と。真白の兄貴が、「はっ」と、真白を見下し鼻で笑った。
「バカだな、お前。彼女の前だからってカッコつけようとしやがって。結局負けてるし、彼女傷付けてるし、ダセェだけじゃん」
「ッ……!」
「女の前でイキるからこうなるんだよ。せいぜいこれで勉強して、次からは調子乗らねぇことだな」
私は知らず知らずのうちに顎に力が入っていた。
クソ。日本の法律が許すのなら、今すぐバットでも持ってきて、コイツの頭をかち割ってやるのに。
マジで、マジで、殺意しか沸かない。ここまでムシャクシャさせられる奴は初めて見た。なんなんだコイツ、こんな奴が、マジのガチでリアルに存在するのか?

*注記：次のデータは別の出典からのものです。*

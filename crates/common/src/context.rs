//! Request-scoped context passed explicitly through every service call.

use uuid::Uuid;

use crate::{Identity, Role};

/// Header used to propagate the correlation id across services.
pub const CORRELATION_ID_HEADER: &str = "x-correlation-id";

/// The caller and correlation id of one logical request.
///
/// Built at the HTTP boundary, handed to service operations by reference,
/// forwarded on outbound RPC calls and stamped into emitted events.
#[derive(Debug, Clone, PartialEq, Eq)]
pub struct RequestContext {
    pub identity: Identity,
    pub correlation_id: Uuid,
}

impl RequestContext {
    /// Creates a context with a fresh correlation id.
    pub fn new(identity: Identity) -> Self {
        Self {
            identity,
            correlation_id: Uuid::new_v4(),
        }
    }

    /// Creates a context continuing an existing correlation id.
    pub fn with_correlation_id(identity: Identity, correlation_id: Uuid) -> Self {
        Self {
            identity,
            correlation_id,
        }
    }

    /// Context used by background work (consumers, dispatchers) that acts on
    /// behalf of the service itself.
    pub fn system(service: &str) -> Self {
        Self::new(Identity::new(format!("system:{service}"), [Role::SuperAdmin]))
    }
}

#[cfg(test)]
mod tests {
    use super::*;

    #[test]
    fn fresh_contexts_get_distinct_correlation_ids() {
        let identity = Identity::new("u-1", [Role::User]);
        let a = RequestContext::new(identity.clone());
        let b = RequestContext::new(identity);
        assert_ne!(a.correlation_id, b.correlation_id);
    }

    #[test]
    fn system_context_is_privileged() {
        let ctx = RequestContext::system("order-service");
        assert_eq!(ctx.identity.user_id().as_str(), "system:order-service");
        assert!(ctx.identity.has_role(Role::SuperAdmin));
    }
}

私は興奮して、呼吸を荒くする。と、真白も同じように息を乱して、やがて、大声で喚き散らかした。
「……お前ら、出て行け!」
それは、いつか電車の中で見せたような、とんでもない叫び声だった。私はそれを間近で浴びて、思わず耳を塞いでしまう。
「帰れ、早く! 今すぐ、出ていけ! 帰れ、消えろ!」
それでも、真白の声は私の手を貫通して鼓膜に届いた。
あの真白が、こんな子供っぽい言葉しか吐けなくなるなんて。だけど私は、彼のこの状態に対して、何も異常さを覚えなかった。こうなってしまうだけの気持ちを、私も味わっているからだ。
「……正斗、早く来なさい。もう帰るわよ」
真白の母親が、兄に声を掛ける。真白の兄貴は、呆れたようにため息を吐いた後、「邪魔」とわざとらしく真白を蹴り、そのまま玄関を出て行った。
後を追うように、真白の父親と、そして母親が付いて行く。
取り残された私たちは、何とも言えない敗北感の中、ただ、ギリギリと歯を食いしばった。
◇あとがき
今回の表現について
真白の家族は、作者の一家をモデルに描いています。
真白の兄の言動は、作者の兄をモデルに作っています(実際の兄は、詩子と言う『他人』がいる状況であのような言動をする人間ではありませんが)。
あの悪辣さをどう表現しようか考えた結果、何も配慮せずにストレートに描くのが一番だと考え、今回の描写になりました。
ちなみに、作者はマジモンの発達障害者ですが、正斗の放った言葉は大体全部言われています。
傷付いた方もいるかもしれませんが、表現のひとつとしてどうか柔らかく見てください。